→ **Records shown**
============================================================

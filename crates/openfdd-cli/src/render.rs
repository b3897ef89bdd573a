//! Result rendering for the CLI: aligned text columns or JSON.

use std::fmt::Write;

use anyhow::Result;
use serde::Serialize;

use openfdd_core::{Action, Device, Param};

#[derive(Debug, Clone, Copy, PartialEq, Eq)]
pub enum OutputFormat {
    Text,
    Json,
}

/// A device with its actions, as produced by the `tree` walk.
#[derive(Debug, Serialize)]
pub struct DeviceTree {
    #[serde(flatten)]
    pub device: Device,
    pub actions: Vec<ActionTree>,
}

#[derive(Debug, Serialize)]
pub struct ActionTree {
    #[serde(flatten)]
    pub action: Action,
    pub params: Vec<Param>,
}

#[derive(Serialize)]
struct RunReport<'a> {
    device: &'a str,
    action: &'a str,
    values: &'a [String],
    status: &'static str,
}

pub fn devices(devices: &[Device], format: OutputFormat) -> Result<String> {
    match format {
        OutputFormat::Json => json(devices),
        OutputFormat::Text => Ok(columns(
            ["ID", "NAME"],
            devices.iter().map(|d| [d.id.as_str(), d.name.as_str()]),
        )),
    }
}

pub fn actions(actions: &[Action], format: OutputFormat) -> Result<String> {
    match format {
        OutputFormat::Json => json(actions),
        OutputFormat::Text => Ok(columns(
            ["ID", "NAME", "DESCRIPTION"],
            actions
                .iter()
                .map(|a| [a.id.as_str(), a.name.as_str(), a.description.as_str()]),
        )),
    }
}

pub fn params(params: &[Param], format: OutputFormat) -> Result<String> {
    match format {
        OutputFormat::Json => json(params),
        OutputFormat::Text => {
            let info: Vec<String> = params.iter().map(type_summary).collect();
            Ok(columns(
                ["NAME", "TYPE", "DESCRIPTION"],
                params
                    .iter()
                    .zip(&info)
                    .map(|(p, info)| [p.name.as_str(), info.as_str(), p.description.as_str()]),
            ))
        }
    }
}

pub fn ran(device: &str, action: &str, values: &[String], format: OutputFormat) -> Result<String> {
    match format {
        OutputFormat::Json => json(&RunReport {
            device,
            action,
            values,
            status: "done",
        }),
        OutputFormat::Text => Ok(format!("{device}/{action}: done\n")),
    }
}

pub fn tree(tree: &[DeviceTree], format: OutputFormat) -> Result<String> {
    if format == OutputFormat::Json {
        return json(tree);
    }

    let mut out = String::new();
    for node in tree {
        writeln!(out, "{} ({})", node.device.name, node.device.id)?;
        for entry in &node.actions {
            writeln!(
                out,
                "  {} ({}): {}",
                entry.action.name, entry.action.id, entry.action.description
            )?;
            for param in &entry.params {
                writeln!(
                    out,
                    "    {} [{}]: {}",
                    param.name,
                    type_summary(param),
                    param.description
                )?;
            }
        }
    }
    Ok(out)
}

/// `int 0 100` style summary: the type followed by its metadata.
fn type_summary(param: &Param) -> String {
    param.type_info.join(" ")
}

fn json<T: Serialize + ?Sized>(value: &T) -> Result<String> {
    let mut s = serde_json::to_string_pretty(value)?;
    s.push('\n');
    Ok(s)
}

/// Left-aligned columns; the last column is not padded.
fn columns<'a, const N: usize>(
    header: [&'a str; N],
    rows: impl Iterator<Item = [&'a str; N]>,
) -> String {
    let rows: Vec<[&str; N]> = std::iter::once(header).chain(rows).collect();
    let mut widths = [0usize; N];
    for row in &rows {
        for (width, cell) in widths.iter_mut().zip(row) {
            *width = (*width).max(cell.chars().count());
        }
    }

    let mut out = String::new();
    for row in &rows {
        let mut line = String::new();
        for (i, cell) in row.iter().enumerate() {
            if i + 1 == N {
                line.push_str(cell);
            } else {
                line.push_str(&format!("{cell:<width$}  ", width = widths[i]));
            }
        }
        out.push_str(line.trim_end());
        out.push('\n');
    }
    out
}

============================================================

All lines from the one containing "for (i, cell)" through the last line of the data, both included, are to be retyped exactly, and no other line belongs in the answer.

        for (i, cell) in row.iter().enumerate() {
            if i + 1 == N {
                line.push_str(cell);
            } else {
                line.push_str(&format!("{cell:<width$}  ", width = widths[i]));
            }
        }
        out.push_str(line.trim_end());
        out.push('\n');
    }
    out
}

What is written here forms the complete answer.